Try it
Of the lines below, write out exactly those from the line with "using DashMap for concurrent access." through the line with "hash lookup only", both included, and skip the rest.

Data excerpts
======

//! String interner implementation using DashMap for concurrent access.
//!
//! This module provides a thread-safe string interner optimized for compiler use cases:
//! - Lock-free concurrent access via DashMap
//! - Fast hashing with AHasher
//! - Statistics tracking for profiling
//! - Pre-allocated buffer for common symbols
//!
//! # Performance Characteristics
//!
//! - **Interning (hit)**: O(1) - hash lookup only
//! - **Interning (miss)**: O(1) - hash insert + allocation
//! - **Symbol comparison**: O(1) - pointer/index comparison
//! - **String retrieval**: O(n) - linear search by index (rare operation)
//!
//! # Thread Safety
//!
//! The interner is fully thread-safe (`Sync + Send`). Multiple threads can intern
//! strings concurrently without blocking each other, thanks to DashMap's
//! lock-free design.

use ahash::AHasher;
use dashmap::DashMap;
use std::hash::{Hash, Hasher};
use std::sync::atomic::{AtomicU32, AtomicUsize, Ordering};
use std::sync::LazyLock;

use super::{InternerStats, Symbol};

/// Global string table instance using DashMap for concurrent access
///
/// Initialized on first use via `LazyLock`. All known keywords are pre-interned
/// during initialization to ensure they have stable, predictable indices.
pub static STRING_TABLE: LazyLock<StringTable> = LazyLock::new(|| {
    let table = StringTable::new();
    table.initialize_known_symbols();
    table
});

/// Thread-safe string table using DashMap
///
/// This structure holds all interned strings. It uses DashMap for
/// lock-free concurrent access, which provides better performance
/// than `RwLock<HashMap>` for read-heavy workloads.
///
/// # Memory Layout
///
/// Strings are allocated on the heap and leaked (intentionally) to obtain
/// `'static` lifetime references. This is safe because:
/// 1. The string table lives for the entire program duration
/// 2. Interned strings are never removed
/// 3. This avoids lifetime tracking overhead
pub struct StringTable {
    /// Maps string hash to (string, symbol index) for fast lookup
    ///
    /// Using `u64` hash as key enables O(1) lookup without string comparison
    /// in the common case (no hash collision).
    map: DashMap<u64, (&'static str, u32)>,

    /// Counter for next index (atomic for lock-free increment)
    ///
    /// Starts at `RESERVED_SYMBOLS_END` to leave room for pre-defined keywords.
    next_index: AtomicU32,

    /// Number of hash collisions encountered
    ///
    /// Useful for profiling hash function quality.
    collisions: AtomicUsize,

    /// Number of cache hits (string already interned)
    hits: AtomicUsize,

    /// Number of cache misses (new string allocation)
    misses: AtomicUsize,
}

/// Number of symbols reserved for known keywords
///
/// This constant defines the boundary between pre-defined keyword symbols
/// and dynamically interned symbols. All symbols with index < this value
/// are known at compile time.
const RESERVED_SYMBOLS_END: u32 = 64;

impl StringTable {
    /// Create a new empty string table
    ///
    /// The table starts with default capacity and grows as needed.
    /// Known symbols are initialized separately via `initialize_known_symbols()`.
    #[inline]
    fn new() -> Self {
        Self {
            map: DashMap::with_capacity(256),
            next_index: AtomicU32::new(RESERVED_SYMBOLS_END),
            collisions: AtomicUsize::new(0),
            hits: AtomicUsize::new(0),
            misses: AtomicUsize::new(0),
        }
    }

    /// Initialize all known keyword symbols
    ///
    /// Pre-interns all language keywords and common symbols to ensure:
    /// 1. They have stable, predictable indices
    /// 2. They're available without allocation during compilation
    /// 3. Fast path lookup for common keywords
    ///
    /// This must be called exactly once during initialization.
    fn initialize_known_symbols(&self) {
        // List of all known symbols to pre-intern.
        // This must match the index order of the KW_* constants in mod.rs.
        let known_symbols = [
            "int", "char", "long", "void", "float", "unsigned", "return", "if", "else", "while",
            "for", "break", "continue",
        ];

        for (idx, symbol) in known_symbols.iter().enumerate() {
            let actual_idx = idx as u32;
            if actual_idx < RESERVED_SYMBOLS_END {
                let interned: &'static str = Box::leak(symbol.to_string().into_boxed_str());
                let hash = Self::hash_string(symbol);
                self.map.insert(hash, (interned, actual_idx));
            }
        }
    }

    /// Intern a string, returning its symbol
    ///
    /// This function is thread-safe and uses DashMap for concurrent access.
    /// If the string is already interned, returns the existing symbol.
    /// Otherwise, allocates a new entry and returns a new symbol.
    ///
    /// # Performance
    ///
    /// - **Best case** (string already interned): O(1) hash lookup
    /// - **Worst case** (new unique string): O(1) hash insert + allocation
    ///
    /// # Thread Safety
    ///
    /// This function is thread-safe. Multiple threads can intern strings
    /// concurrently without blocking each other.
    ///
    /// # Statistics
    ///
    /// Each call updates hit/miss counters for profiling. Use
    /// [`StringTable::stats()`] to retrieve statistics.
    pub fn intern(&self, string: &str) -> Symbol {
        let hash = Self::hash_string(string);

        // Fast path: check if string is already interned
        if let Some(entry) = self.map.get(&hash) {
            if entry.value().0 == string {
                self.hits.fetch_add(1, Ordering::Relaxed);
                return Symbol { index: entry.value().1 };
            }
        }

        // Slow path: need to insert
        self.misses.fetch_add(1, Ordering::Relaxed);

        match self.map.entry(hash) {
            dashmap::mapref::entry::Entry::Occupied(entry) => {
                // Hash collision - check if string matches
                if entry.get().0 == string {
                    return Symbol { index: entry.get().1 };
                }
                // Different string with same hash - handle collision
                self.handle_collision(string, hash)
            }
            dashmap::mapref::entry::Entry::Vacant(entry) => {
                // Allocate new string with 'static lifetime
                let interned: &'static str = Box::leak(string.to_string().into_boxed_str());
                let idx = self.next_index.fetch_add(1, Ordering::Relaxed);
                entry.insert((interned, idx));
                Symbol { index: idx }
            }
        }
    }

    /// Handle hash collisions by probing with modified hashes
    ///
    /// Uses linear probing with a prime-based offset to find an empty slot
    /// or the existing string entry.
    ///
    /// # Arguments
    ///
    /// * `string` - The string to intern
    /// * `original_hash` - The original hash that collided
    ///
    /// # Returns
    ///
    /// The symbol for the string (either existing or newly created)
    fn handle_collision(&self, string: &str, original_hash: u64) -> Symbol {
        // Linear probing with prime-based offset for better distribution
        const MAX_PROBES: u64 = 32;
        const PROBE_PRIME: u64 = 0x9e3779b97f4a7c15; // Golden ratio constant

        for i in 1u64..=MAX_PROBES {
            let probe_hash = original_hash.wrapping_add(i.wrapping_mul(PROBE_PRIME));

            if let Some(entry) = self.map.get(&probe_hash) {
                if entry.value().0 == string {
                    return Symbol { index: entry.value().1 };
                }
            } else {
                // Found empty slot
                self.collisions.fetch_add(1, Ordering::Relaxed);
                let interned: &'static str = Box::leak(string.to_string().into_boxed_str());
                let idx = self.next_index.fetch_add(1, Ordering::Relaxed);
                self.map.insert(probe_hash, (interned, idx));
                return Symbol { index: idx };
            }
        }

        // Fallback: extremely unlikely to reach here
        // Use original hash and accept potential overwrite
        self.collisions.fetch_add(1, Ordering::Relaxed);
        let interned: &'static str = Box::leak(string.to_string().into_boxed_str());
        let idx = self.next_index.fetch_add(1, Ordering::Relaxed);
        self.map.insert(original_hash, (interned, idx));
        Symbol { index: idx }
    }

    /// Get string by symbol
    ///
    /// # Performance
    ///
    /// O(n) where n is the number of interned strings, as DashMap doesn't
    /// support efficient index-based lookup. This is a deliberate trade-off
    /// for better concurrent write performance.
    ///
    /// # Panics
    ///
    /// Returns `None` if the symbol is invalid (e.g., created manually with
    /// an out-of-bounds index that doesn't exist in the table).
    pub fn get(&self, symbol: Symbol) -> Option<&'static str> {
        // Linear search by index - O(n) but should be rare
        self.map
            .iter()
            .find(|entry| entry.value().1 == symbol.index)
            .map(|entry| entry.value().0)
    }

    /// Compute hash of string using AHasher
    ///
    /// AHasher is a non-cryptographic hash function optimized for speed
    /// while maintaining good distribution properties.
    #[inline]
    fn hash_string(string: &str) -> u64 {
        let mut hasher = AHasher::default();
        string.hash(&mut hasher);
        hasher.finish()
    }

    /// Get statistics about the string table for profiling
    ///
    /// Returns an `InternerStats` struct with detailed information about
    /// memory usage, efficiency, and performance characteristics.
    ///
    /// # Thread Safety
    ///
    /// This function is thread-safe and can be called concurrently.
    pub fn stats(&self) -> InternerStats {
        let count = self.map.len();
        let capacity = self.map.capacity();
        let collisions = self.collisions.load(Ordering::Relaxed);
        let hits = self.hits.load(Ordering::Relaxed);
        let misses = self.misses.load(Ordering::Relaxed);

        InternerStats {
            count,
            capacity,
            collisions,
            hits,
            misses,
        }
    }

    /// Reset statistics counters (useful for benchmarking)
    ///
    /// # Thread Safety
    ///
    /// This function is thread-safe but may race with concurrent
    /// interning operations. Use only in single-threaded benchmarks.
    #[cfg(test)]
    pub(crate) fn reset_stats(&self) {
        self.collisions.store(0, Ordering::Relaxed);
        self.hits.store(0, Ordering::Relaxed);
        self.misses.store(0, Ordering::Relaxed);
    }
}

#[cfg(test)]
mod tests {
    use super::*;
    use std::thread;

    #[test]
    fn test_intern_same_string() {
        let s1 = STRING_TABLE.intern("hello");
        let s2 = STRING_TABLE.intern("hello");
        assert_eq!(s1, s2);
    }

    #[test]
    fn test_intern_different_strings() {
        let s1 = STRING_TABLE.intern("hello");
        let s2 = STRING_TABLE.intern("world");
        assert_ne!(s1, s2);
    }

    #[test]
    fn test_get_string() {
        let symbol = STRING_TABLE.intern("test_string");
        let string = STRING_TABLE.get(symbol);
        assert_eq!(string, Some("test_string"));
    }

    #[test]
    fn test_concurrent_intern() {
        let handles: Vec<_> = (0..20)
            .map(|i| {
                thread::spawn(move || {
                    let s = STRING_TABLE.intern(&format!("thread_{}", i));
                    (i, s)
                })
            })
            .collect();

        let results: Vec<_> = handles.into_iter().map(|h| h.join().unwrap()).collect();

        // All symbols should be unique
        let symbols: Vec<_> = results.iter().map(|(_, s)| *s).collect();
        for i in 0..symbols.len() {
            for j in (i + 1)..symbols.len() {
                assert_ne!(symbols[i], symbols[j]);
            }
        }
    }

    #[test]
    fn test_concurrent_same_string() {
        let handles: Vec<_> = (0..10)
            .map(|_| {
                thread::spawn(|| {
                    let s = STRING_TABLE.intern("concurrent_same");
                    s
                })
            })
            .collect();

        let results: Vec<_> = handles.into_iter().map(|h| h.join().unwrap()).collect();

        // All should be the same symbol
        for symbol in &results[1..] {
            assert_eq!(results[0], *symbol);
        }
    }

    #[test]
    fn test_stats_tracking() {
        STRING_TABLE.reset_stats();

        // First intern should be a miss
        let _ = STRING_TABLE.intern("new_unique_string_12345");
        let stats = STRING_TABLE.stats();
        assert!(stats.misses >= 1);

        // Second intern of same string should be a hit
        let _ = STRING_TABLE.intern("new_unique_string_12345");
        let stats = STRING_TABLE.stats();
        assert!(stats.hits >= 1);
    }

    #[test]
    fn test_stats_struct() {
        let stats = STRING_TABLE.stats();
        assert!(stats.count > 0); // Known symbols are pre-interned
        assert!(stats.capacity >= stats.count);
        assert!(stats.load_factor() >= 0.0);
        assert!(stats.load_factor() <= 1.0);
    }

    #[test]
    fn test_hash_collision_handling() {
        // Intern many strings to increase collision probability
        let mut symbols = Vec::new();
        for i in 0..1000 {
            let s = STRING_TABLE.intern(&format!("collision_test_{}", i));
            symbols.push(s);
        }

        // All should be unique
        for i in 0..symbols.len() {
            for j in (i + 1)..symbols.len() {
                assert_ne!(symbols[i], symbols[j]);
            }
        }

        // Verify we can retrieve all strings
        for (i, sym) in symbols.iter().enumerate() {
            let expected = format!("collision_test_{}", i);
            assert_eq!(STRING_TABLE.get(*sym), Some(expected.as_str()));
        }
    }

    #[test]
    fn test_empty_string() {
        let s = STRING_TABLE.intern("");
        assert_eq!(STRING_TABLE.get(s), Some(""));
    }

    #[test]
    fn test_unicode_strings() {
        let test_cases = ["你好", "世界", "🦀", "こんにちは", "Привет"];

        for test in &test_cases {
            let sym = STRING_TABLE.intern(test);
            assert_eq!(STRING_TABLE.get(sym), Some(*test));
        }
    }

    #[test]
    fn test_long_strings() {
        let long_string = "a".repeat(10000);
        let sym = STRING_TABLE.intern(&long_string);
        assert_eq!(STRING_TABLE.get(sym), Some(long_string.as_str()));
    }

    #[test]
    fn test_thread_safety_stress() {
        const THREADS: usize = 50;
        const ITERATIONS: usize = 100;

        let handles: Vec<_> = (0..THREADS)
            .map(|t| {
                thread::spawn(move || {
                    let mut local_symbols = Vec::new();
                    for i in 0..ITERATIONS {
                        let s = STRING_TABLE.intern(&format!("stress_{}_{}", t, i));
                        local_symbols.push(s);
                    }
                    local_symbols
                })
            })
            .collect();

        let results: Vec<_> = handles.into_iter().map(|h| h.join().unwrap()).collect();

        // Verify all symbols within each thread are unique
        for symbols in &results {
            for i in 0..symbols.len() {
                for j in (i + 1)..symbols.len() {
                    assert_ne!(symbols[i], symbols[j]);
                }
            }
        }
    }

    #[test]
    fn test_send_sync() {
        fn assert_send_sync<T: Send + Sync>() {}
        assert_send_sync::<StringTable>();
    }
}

======

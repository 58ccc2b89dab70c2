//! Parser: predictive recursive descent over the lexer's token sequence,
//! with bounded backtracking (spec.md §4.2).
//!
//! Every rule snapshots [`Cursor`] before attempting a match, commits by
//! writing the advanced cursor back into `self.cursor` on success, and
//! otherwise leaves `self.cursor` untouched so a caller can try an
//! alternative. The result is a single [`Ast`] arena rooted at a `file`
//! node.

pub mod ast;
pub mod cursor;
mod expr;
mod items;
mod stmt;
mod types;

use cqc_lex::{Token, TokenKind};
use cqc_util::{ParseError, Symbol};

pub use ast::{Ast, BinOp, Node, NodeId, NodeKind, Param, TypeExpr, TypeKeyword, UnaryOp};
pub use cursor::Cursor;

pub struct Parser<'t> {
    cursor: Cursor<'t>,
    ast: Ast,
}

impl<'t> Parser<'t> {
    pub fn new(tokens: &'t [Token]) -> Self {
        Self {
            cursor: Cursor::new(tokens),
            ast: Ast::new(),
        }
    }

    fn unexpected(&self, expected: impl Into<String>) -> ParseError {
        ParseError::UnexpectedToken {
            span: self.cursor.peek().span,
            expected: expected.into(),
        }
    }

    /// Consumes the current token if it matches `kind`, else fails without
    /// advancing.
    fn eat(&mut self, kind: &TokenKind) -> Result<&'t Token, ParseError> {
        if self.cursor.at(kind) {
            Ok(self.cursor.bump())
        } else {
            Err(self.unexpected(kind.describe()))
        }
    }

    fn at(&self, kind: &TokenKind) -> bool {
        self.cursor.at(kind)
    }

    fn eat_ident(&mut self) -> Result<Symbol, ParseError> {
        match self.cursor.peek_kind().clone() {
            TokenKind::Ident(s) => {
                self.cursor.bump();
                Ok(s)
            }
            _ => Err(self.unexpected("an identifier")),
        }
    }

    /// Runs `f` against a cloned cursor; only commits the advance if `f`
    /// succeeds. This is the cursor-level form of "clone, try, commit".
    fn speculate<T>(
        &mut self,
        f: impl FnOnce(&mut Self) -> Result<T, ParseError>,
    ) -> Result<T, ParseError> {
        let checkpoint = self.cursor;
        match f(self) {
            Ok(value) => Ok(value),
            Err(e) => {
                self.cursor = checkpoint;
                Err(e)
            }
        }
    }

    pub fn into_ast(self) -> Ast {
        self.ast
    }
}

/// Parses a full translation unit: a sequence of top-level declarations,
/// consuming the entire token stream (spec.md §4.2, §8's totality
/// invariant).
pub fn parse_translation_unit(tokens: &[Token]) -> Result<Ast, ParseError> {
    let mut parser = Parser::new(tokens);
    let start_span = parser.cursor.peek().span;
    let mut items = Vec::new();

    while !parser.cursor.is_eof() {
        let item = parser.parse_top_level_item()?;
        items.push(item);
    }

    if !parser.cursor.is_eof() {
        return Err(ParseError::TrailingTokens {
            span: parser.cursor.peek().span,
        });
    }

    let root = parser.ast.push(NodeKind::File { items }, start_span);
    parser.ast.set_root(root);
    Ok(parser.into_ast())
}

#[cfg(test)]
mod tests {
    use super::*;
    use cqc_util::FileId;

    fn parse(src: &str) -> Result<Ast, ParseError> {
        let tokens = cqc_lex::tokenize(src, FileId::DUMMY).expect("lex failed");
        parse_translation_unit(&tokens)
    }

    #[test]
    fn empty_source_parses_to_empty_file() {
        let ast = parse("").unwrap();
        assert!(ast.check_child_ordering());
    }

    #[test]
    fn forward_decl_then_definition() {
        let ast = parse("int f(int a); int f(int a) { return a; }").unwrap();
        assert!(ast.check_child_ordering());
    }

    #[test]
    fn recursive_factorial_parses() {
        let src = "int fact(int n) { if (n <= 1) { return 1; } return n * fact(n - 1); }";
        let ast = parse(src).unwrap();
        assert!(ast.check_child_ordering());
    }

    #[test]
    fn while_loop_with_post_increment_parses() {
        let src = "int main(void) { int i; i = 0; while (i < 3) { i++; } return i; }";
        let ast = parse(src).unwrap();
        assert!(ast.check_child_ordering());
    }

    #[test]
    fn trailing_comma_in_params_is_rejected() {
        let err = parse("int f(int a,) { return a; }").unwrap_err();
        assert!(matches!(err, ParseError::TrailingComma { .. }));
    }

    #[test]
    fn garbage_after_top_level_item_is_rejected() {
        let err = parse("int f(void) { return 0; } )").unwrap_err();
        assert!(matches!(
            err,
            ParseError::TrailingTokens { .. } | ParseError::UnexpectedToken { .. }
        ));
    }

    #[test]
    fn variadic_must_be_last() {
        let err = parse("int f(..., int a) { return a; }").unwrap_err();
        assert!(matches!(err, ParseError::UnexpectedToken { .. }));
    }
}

======

Written solution
//! String interner implementation using DashMap for concurrent access.
//!
//! This module provides a thread-safe string interner optimized for compiler use cases:
//! - Lock-free concurrent access via DashMap
//! - Fast hashing with AHasher
//! - Statistics tracking for profiling
//! - Pre-allocated buffer for common symbols
//!
//! # Performance Characteristics
//!
//! - **Interning (hit)**: O(1) - hash lookup only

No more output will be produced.